◆ What the task requires:
Of all the lines below, output only those starting at the one with "filename src/config/http/mod.rs" and ending at the one with "Route for readiness", both ends included, exactly as written.

◆ Excerpted records:
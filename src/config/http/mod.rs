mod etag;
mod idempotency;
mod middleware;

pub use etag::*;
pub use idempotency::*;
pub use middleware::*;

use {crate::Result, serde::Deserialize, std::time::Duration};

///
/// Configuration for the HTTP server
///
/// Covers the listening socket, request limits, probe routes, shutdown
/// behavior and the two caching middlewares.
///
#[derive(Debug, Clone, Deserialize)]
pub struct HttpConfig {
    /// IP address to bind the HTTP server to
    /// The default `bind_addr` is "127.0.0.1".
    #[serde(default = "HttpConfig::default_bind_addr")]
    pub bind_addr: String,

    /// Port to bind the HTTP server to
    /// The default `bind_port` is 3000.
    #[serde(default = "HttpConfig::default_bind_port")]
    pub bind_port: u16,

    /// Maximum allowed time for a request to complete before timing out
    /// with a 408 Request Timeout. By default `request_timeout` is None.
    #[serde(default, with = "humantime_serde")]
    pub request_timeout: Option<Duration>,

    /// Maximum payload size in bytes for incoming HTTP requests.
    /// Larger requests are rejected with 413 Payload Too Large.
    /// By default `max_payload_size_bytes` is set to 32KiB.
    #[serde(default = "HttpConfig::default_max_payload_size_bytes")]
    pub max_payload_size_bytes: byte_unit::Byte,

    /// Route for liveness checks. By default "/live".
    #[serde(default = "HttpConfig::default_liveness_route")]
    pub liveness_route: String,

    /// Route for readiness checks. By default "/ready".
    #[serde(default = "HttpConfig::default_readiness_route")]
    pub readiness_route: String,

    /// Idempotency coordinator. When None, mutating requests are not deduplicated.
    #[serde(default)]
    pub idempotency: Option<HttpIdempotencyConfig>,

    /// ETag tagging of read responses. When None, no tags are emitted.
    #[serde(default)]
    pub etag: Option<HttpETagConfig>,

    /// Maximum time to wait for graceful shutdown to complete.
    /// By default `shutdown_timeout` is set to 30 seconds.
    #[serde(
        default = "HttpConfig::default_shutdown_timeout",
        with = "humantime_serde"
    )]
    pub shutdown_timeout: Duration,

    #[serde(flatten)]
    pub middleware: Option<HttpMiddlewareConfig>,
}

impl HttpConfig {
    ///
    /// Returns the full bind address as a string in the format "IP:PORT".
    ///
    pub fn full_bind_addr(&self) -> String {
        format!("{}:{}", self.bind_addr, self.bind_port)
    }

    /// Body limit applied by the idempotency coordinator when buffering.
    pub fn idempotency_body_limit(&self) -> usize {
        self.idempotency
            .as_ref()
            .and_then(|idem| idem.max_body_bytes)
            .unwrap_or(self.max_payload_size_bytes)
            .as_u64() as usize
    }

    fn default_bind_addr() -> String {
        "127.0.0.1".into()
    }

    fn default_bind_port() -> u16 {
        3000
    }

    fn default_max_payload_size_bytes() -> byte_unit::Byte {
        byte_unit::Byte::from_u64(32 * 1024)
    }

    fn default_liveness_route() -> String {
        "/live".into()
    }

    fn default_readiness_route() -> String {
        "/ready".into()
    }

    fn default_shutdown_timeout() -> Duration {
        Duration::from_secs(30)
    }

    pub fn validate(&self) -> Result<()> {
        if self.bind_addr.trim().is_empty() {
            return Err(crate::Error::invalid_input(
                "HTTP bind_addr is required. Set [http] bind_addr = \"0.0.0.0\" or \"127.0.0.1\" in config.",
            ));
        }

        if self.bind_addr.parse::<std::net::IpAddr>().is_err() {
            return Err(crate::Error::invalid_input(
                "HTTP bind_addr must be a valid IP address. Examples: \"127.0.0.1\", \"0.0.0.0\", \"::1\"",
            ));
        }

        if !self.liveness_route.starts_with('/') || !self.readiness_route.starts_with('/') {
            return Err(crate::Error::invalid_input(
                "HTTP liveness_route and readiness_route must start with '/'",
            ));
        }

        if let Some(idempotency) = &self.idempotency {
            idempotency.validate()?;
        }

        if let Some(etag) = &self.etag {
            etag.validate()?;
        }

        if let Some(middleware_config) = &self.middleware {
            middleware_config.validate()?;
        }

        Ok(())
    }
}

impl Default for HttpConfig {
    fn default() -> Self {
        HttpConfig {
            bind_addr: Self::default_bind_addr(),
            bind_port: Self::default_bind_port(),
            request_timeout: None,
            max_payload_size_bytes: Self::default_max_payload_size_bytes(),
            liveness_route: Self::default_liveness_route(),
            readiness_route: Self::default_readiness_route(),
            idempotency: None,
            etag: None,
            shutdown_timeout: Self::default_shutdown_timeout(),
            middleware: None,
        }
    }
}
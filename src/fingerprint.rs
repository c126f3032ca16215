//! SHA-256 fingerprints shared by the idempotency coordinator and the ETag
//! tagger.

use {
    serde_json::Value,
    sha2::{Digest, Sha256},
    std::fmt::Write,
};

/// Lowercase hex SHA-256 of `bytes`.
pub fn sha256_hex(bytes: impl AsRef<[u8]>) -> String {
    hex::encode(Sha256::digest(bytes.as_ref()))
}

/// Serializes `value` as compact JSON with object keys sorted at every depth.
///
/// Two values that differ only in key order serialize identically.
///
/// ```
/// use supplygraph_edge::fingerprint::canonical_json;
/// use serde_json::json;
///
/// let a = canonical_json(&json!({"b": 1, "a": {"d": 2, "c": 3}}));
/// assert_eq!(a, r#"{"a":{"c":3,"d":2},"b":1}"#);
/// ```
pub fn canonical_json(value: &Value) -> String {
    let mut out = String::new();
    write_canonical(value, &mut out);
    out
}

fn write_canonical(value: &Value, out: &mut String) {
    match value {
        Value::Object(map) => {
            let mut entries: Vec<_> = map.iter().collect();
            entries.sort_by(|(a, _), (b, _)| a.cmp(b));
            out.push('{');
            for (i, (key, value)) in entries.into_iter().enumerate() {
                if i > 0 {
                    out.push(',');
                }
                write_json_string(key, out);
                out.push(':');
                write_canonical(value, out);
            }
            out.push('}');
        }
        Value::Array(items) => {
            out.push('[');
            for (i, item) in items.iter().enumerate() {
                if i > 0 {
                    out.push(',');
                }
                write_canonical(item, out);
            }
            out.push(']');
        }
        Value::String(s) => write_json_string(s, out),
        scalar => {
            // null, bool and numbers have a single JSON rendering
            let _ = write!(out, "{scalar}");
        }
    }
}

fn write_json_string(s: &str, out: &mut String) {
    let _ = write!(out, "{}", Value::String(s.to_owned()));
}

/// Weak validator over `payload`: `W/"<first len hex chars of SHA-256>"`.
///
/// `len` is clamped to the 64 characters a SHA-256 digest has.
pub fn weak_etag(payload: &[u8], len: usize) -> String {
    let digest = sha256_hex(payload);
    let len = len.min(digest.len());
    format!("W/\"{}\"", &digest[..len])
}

==

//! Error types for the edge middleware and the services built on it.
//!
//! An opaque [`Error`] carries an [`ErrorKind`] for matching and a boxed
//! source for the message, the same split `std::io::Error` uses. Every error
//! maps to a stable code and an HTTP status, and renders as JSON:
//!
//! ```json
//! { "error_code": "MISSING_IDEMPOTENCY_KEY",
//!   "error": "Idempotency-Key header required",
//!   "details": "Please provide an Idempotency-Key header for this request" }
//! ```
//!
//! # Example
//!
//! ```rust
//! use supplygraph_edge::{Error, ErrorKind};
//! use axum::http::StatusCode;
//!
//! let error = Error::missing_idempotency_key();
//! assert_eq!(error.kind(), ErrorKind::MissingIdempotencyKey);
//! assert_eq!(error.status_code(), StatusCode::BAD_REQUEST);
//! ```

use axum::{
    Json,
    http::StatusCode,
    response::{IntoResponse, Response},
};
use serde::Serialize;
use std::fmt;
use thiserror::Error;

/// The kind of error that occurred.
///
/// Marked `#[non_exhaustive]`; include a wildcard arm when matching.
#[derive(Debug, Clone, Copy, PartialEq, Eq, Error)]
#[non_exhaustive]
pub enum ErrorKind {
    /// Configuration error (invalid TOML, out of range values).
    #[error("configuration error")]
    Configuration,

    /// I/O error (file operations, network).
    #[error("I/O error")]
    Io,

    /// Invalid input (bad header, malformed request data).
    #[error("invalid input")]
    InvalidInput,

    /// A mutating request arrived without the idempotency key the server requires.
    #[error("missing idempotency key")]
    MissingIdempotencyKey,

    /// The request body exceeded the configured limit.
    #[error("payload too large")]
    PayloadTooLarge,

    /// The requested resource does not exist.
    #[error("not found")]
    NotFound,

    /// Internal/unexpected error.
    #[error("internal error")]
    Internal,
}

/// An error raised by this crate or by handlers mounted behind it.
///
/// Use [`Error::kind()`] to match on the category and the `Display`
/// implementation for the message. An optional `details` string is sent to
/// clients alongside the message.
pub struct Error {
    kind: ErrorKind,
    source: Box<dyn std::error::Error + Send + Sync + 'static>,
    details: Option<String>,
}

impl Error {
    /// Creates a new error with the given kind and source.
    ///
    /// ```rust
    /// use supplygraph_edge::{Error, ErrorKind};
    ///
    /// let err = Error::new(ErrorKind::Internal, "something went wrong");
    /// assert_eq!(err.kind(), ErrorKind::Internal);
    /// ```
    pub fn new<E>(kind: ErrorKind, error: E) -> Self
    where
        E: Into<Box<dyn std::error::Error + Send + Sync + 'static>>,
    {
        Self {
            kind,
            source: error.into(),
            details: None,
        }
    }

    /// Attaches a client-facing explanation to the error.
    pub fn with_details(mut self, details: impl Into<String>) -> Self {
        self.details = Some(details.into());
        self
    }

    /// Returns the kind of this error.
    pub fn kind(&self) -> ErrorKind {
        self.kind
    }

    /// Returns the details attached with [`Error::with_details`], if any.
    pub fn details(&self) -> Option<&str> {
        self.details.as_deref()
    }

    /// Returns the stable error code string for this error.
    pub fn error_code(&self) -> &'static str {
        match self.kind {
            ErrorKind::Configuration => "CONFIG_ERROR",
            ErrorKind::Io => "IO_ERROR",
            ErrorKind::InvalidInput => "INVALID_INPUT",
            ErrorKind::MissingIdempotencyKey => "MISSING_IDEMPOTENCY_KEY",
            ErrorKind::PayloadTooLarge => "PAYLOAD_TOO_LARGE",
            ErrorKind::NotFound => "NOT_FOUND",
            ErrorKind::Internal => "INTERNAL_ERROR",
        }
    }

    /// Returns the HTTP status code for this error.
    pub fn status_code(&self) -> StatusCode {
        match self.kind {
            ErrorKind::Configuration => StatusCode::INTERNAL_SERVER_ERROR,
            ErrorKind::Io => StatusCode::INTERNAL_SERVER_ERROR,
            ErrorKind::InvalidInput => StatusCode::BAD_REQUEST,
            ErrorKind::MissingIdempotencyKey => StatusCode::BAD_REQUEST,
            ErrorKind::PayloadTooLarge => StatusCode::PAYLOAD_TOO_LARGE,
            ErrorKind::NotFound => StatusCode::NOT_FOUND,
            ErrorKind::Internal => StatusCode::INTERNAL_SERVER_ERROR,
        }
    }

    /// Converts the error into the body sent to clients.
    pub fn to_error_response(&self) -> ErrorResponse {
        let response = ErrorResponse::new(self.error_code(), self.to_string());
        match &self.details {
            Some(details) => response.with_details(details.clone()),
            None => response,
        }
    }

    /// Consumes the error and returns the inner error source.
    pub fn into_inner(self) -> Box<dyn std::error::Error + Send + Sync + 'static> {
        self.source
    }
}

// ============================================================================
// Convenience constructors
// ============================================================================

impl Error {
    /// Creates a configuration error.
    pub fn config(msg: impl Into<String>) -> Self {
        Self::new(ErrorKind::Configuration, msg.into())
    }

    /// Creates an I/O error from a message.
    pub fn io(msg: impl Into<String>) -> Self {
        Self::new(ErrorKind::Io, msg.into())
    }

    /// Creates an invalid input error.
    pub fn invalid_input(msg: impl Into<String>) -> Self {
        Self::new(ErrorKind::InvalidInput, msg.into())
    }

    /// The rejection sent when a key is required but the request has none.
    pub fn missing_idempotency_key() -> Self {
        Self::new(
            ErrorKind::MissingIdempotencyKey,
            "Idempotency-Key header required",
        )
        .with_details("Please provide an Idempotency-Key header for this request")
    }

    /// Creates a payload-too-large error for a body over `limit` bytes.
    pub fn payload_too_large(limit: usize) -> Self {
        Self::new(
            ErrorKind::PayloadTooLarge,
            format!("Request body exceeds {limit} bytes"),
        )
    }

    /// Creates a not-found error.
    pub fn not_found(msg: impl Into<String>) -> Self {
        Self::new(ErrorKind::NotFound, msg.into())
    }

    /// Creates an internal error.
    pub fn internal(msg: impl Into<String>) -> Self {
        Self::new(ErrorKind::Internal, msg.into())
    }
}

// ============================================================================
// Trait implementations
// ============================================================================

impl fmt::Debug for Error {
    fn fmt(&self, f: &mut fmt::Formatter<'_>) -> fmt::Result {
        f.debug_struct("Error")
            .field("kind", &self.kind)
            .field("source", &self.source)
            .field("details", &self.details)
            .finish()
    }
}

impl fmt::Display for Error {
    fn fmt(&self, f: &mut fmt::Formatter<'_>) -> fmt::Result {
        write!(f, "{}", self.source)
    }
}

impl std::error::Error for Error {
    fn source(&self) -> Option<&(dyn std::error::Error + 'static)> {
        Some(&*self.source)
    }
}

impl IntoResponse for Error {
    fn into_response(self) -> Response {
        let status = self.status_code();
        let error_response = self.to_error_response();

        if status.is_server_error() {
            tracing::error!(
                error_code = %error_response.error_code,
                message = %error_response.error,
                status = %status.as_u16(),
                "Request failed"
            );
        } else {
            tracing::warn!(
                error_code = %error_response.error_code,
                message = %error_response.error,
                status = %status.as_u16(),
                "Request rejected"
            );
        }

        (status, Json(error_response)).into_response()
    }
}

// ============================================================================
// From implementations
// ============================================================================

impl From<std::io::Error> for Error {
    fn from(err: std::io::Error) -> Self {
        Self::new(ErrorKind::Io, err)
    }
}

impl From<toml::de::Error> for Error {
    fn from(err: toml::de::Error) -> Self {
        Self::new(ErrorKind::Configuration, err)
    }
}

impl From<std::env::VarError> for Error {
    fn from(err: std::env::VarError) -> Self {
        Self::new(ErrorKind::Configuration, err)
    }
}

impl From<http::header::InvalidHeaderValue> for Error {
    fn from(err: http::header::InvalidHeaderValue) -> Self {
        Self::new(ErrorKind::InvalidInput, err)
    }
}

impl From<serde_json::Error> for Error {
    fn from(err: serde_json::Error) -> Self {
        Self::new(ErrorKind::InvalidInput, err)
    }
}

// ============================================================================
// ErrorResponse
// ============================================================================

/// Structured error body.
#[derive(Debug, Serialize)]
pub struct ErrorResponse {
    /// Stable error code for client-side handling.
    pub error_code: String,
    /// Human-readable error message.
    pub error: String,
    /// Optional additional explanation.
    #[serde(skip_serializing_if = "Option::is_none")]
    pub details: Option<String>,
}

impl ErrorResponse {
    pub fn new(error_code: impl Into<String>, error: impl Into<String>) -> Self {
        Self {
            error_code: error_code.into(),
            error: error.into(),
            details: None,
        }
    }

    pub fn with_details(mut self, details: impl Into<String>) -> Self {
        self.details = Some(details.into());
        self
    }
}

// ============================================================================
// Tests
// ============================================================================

---

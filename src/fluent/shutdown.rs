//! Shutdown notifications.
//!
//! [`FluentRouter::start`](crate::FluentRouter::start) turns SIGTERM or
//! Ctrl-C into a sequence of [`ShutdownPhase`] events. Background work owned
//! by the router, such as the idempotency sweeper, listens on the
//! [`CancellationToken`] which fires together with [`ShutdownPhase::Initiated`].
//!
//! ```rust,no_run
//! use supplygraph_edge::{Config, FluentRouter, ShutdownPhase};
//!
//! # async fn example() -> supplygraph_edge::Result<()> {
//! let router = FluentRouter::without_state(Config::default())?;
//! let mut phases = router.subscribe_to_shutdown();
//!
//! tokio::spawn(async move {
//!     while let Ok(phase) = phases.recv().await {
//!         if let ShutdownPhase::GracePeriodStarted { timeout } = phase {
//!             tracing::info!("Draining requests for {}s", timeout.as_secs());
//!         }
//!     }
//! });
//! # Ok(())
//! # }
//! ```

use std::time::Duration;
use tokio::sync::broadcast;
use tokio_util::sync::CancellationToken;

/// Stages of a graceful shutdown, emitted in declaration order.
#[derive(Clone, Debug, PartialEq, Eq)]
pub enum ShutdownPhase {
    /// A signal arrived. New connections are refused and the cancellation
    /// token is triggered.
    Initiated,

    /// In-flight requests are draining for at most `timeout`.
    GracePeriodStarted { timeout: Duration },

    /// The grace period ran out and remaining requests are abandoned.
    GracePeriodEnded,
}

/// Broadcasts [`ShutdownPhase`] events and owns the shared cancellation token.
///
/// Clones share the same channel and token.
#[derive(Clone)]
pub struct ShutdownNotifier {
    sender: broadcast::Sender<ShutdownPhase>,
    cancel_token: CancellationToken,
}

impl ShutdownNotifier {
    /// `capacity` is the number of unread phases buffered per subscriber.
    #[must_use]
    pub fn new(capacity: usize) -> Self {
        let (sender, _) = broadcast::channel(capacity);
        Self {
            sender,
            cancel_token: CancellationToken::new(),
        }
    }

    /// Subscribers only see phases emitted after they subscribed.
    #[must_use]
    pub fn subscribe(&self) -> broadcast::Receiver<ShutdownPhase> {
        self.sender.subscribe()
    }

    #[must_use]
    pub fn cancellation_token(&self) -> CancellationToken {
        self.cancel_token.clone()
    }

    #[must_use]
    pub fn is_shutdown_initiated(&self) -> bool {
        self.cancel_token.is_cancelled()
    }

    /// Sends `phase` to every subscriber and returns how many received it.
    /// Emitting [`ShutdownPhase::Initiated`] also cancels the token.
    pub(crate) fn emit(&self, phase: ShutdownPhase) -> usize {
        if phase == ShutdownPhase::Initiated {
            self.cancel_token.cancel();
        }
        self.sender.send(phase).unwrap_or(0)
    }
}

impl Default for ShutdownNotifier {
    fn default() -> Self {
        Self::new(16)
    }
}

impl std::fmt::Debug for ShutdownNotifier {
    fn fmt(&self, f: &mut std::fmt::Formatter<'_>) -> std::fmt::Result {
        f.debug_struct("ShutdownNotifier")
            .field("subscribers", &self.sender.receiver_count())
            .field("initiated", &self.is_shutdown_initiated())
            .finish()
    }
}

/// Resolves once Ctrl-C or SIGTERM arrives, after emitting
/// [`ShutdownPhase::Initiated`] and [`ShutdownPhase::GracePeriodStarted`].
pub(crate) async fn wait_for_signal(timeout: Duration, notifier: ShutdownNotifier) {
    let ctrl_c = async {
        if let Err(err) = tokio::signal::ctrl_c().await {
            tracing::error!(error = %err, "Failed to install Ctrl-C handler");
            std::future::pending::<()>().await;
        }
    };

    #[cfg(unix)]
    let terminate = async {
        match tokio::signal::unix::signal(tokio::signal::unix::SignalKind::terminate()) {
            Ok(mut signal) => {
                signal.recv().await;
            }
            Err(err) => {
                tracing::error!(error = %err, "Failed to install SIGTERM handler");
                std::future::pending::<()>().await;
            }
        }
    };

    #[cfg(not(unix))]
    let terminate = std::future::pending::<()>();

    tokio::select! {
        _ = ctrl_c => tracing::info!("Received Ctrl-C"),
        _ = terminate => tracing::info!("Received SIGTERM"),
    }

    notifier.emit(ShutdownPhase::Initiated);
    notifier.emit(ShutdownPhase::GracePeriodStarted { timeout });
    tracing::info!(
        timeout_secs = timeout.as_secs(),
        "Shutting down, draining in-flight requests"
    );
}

◆ Result:
filename src/config/http/mod.rs
mod etag;
mod idempotency;
mod middleware;

pub use etag::*;
pub use idempotency::*;
pub use middleware::*;

use {crate::Result, serde::Deserialize, std::time::Duration};

///
/// Configuration for the HTTP server
///
/// Covers the listening socket, request limits, probe routes, shutdown
/// behavior and the two caching middlewares.
///
#[derive(Debug, Clone, Deserialize)]
pub struct HttpConfig {
    /// IP address to bind the HTTP server to
    /// The default `bind_addr` is "127.0.0.1".
    #[serde(default = "HttpConfig::default_bind_addr")]
    pub bind_addr: String,

    /// Port to bind the HTTP server to
    /// The default `bind_port` is 3000.
    #[serde(default = "HttpConfig::default_bind_port")]
    pub bind_port: u16,

    /// Maximum allowed time for a request to complete before timing out
    /// with a 408 Request Timeout. By default `request_timeout` is None.
    #[serde(default, with = "humantime_serde")]
    pub request_timeout: Option<Duration>,

    /// Maximum payload size in bytes for incoming HTTP requests.
    /// Larger requests are rejected with 413 Payload Too Large.
    /// By default `max_payload_size_bytes` is set to 32KiB.
    #[serde(default = "HttpConfig::default_max_payload_size_bytes")]
    pub max_payload_size_bytes: byte_unit::Byte,

    /// Route for liveness checks. By default "/live".
    #[serde(default = "HttpConfig::default_liveness_route")]
    pub liveness_route: String,

    /// Route for readiness checks. By default "/ready".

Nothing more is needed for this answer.